Check every line of the entries for the string "fixture" and return the ones that contain it.

--- Dataset extract ---

//! End-to-end imports against an embedded DuckDB database

#![cfg(feature = "duckdb-backend")]

use staged_import_sdk::database::{Connection, DuckDbConnection};
use staged_import_sdk::dialect::{DuckdbDialect, SqlDialect};
use staged_import_sdk::import::{
    CastValueTypes, DedupStrategy, ErrorCode, ImportOptions, Importer,
};
use staged_import_sdk::models::{DialectKind, TableDefinition};
use staged_import_sdk::source::FileSource;
use std::path::PathBuf;

fn fixture(name: &str) -> String {
    PathBuf::from(env!("CARGO_MANIFEST_DIR"))
        .join("tests")
        .join("data")
        .join(name)
        .to_string_lossy()
        .into_owned()
}

fn accounts_table() -> TableDefinition {
    TableDefinition::from_ddl(
        "CREATE TABLE main.accounts (id VARCHAR PRIMARY KEY, name VARCHAR, status VARCHAR)",
        DialectKind::Duckdb,
    )
    .unwrap()
}

fn accounts_source(file: &str) -> FileSource {
    let mut source = FileSource::new(
        fixture(file),
        vec!["id".into(), "name".into(), "status".into()],
    );
    source.primary_keys = vec!["id".into()];
    source
}

fn setup(destination: &TableDefinition) -> DuckDbConnection {
    let conn = DuckDbConnection::in_memory().unwrap();
    conn.execute(&DuckdbDialect.render_create_table(destination))
        .unwrap();
    conn
}

fn scalar(conn: &DuckDbConnection, sql: &str) -> serde_json::Value {
    conn.query(sql).unwrap().scalar().cloned().unwrap()
}

fn count(conn: &DuckDbConnection, table: &str) -> u64 {
    conn.fetch_count(&format!("SELECT COUNT(*) AS \"count\" FROM {}", table))
        .unwrap()
}

fn rows(conn: &DuckDbConnection, sql: &str) -> Vec<serde_json::Value> {
    conn.query(sql).unwrap().rows
}

fn column_types(conn: &DuckDbConnection, table: &str) -> Vec<serde_json::Value> {
    rows(
        conn,
        &format!(
            "SELECT column_name, data_type FROM information_schema.columns WHERE table_schema = 'main' AND table_name = '{}' ORDER BY ordinal_position",
            table
        ),
    )
}

fn write_csv(dir: &tempfile::TempDir, name: &str, content: &str) -> String {
    let path = dir.path().join(name);
    std::fs::write(&path, content).unwrap();
    path.to_string_lossy().into_owned()
}

fn leftover_tables(conn: &DuckDbConnection) -> u64 {
    conn.fetch_count(
        "SELECT COUNT(*) AS \"count\" FROM information_schema.tables WHERE table_name LIKE '\\_\\_temp\\_%' ESCAPE '\\'",
    )
    .unwrap()
}

mod full_load_tests {
    use super::*;

    #[test]
    fn test_full_load_into_empty_table() {
        let destination = accounts_table();
        let conn = setup(&destination);
        let options = ImportOptions::default().with_ignored_lines(1);

        let state = Importer::new(&conn, &DuckdbDialect)
            .import(&accounts_source("tw_accounts.csv").into(), &destination, &options)
            .unwrap();

        assert_eq!(state.table_name, "accounts");
        assert_eq!(state.imported_rows_count, 4);
        assert_eq!(count(&conn, "main.accounts"), 4);
        assert_eq!(leftover_tables(&conn), 0);
    }

    #[test]
    fn test_full_load_replaces_rows_and_deduplicates() {
        let destination = accounts_table();
        let conn = setup(&destination);
        conn.execute("INSERT INTO main.accounts VALUES ('9', 'zed', 'old')")
            .unwrap();
        let options = ImportOptions::default().with_ignored_lines(1);

        let state = Importer::new(&conn, &DuckdbDialect)
            .import(
                &accounts_source("tw_accounts.duplicates.csv").into(),
                &destination,
                &options,
            )
            .unwrap();

        assert_eq!(state.imported_rows_count, 2);
        assert_eq!(count(&conn, "main.accounts WHERE id = '9'"), 0);
        assert_eq!(count(&conn, "main.accounts WHERE id = '1'"), 1);
    }
}

mod incremental_load_tests {
    use super::*;

    #[test]
    fn test_incremental_updates_and_appends() {
        let destination = accounts_table();
        let conn = setup(&destination);
        let importer = Importer::new(&conn, &DuckdbDialect);

        importer
            .import(
                &accounts_source("tw_accounts.csv").into(),
                &destination,
                &ImportOptions::default().with_ignored_lines(1),
            )
            .unwrap();
        importer
            .import(
                &accounts_source("tw_accounts.increment.csv").into(),
                &destination,
                &ImportOptions::default()
                    .with_ignored_lines(1)
                    .incremental(true),
            )
            .unwrap();

        assert_eq!(count(&conn, "main.accounts"), 6);
        assert_eq!(
            scalar(&conn, "SELECT name FROM main.accounts WHERE id = '2'"),
            serde_json::json!("bobby")
        );
        assert_eq!(
            scalar(&conn, "SELECT status FROM main.accounts WHERE id = '4'"),
            serde_json::json!("closed")
        );
        assert_eq!(
            scalar(&conn, "SELECT name FROM main.accounts WHERE id = '1'"),
            serde_json::json!("alice")
        );
        assert_eq!(leftover_tables(&conn), 0);
    }
}

mod conversion_tests {
    use super::*;

    #[test]
    fn test_cast_failure_keeps_destination_rows() {
        let destination = TableDefinition::from_ddl(
            "CREATE TABLE main.events (id VARCHAR PRIMARY KEY, created_at TIMESTAMP)",
            DialectKind::Duckdb,
        )
        .unwrap();
        let conn = setup(&destination);
        conn.execute("INSERT INTO main.events VALUES ('1', TIMESTAMP '2024-01-01 00:00:00')")
            .unwrap();

        let dir = tempfile::tempdir().unwrap();
        let csv = dir.path().join("events.csv");
        std::fs::write(&csv, "id,created_at\n2,xxx\n").unwrap();
        let source = FileSource::new(
            csv.to_string_lossy().into_owned(),
            vec!["id".into(), "created_at".into()],
        );
        let options = ImportOptions::default()
            .with_ignored_lines(1)
            .with_cast_value_types(CastValueTypes::Cast);

        let err = Importer::new(&conn, &DuckdbDialect)
            .import(&source.into(), &destination, &options)
            .unwrap_err();

        assert_eq!(err.code(), ErrorCode::ValueConversion);
        assert!(err.to_string().starts_with("Load error: "));
        assert_eq!(count(&conn, "main.events"), 1);
        assert_eq!(leftover_tables(&conn), 0);
    }

    #[test]
    fn test_cast_into_typed_destination() {
        let destination = TableDefinition::from_ddl(
            "CREATE TABLE main.events (id VARCHAR PRIMARY KEY, created_at TIMESTAMP)",
            DialectKind::Duckdb,
        )
        .unwrap();
        let conn = setup(&destination);

        let dir = tempfile::tempdir().unwrap();
        let csv = dir.path().join("events.csv");
        std::fs::write(&csv, "id,created_at\n1,2024-05-01 10:00:00\n2,2024-05-02 11:30:00\n")
            .unwrap();
        let source = FileSource::new(
            csv.to_string_lossy().into_owned(),
            vec!["id".into(), "created_at".into()],
        );
        let options = ImportOptions::default()
            .with_ignored_lines(1)
            .with_cast_value_types(CastValueTypes::Cast);

        let state = Importer::new(&conn, &DuckdbDialect)
            .import(&source.into(), &destination, &options)
            .unwrap();
        assert_eq!(state.imported_rows_count, 2);
        assert_eq!(
            count(&conn, "main.events WHERE created_at > TIMESTAMP '2024-05-02 00:00:00'"),
            1
        );
    }
}

mod timestamp_tests {
    use super::*;

    #[test]
    fn test_timestamp_column_is_filled() {
        let destination = TableDefinition::from_ddl(
            "CREATE TABLE main.accounts (id VARCHAR PRIMARY KEY, name VARCHAR, status VARCHAR, _timestamp TIMESTAMP)",
            DialectKind::Duckdb,
        )
        .unwrap();
        let conn = setup(&destination);
        let options = ImportOptions::default()
            .with_ignored_lines(1)
            .with_timestamp(true);

        let state = Importer::new(&conn, &DuckdbDialect)
            .import(&accounts_source("tw_accounts.csv").into(), &destination, &options)
            .unwrap();

        assert!(state.timestamp.is_some());
        assert_eq!(count(&conn, "main.accounts WHERE _timestamp IS NULL"), 0);
        assert_eq!(
            conn.fetch_count(
                "SELECT COUNT(DISTINCT _timestamp) AS \"count\" FROM main.accounts"
            )
            .unwrap(),
            1
        );
    }
}

mod ctas_tests {
    use super::*;

    fn audited_table(name: &str) -> TableDefinition {
        TableDefinition::from_ddl(
            &format!(
                "CREATE TABLE main.{} (id VARCHAR PRIMARY KEY, name VARCHAR, status VARCHAR, _timestamp TIMESTAMP)",
                name
            ),
            DialectKind::Duckdb,
        )
        .unwrap()
    }

    fn load(conn: &DuckDbConnection, destination: &TableDefinition, options: &ImportOptions) {
        Importer::new(conn, &DuckdbDialect)
            .import(&accounts_source("tw_accounts.csv").into(), destination, options)
            .unwrap();
    }

    #[test]
    fn test_ctas_and_insert_produce_same_table() {
        let swapped = audited_table("swapped");
        let truncated = audited_table("truncated");
        let conn = setup(&swapped);
        conn.execute(&DuckdbDialect.render_create_table(&truncated))
            .unwrap();
        let options = ImportOptions::default()
            .with_ignored_lines(1)
            .with_cast_value_types(CastValueTypes::Cast);

        load(&conn, &swapped, &options.clone().with_dedup_strategy(DedupStrategy::Ctas));
        load(&conn, &truncated, &options.with_dedup_strategy(DedupStrategy::TmpTable));

        assert_eq!(
            rows(&conn, "SELECT id, name, status FROM main.swapped ORDER BY id"),
            rows(&conn, "SELECT id, name, status FROM main.truncated ORDER BY id")
        );
        assert_eq!(column_types(&conn, "swapped"), column_types(&conn, "truncated"));
        assert_eq!(leftover_tables(&conn), 0);
    }

    #[test]
    fn test_ctas_keeps_timestamp_column() {
        let destination = audited_table("accounts");
        let conn = setup(&destination);
        let options = ImportOptions::default()
            .with_ignored_lines(1)
            .with_dedup_strategy(DedupStrategy::Ctas)
            .with_cast_value_types(CastValueTypes::Cast);

        load(&conn, &destination, &options);

        let columns: Vec<serde_json::Value> = column_types(&conn, "accounts")
            .into_iter()
            .map(|row| row["column_name"].clone())
            .collect();
        assert_eq!(
            columns,
            vec![
                serde_json::json!("id"),
                serde_json::json!("name"),
                serde_json::json!("status"),
                serde_json::json!("_timestamp"),
            ]
        );
        assert_eq!(
            column_types(&conn, "accounts")[3]["data_type"],
            serde_json::json!("TIMESTAMP")
        );
        assert_eq!(count(&conn, "main.accounts"), 4);
    }

    #[test]
    fn test_ctas_fills_shared_timestamp() {
        let destination = audited_table("accounts");
        let conn = setup(&destination);
        let options = ImportOptions::default()
            .with_ignored_lines(1)
            .with_timestamp(true)
            .with_dedup_strategy(DedupStrategy::Ctas)
            .with_cast_value_types(CastValueTypes::Cast);

        load(&conn, &destination, &options);

        assert_eq!(count(&conn, "main.accounts WHERE _timestamp IS NULL"), 0);
        assert_eq!(
            conn.fetch_count("SELECT COUNT(DISTINCT _timestamp) AS \"count\" FROM main.accounts")
                .unwrap(),
            1
        );
        assert_eq!(
            column_types(&conn, "accounts")[3]["data_type"],
            serde_json::json!("TIMESTAMP")
        );
    }
}

mod dedup_tests {
    use super::*;

    #[test]
    fn test_composite_key_keeps_one_row_per_key() {
        let destination = TableDefinition::from_ddl(
            "CREATE TABLE main.visits (VisitID VARCHAR, Value VARCHAR, MenuItem VARCHAR, PRIMARY KEY (VisitID, Value, MenuItem))",
            DialectKind::Duckdb,
        )
        .unwrap();
        let conn = setup(&destination);
        let dir = tempfile::tempdir().unwrap();
        let csv = write_csv(&dir, "visits.csv", "VisitID,Value,MenuItem\n1,1,1\n1,1,1\n2,1,1\n");
        let source = FileSource::new(
            csv,
            vec!["VisitID".into(), "Value".into(), "MenuItem".into()],
        );

        let state = Importer::new(&conn, &DuckdbDialect)
            .import(&source.into(), &destination, &ImportOptions::default().with_ignored_lines(1))
            .unwrap();

        assert_eq!(state.imported_rows_count, 2);
        assert_eq!(count(&conn, "main.visits"), 2);
    }
}

mod null_handling_tests {
    use super::*;

    #[test]
    fn test_empty_values_to_null_only_for_listed_columns() {
        let destination = accounts_table();
        let conn = setup(&destination);
        let dir = tempfile::tempdir().unwrap();
        let csv = write_csv(&dir, "accounts.csv", "id,name,status\n1,,\n2,bob,open\n");
        let source = FileSource::new(csv, vec!["id".into(), "name".into(), "status".into()]);
        let options = ImportOptions::default()
            .with_ignored_lines(1)
            .with_convert_empty_values_to_null(["name"]);

        Importer::new(&conn, &DuckdbDialect)
            .import(&source.into(), &destination, &options)
            .unwrap();

        assert_eq!(count(&conn, "main.accounts WHERE name IS NULL"), 1);
        assert_eq!(count(&conn, "main.accounts WHERE status IS NULL"), 0);
        assert_eq!(
            scalar(&conn, "SELECT status FROM main.accounts WHERE id = '1'"),
            serde_json::json!("")
        );
    }
}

---

◆ Answer space ◆
fn fixture(name: &str) -> String {
        fixture(file),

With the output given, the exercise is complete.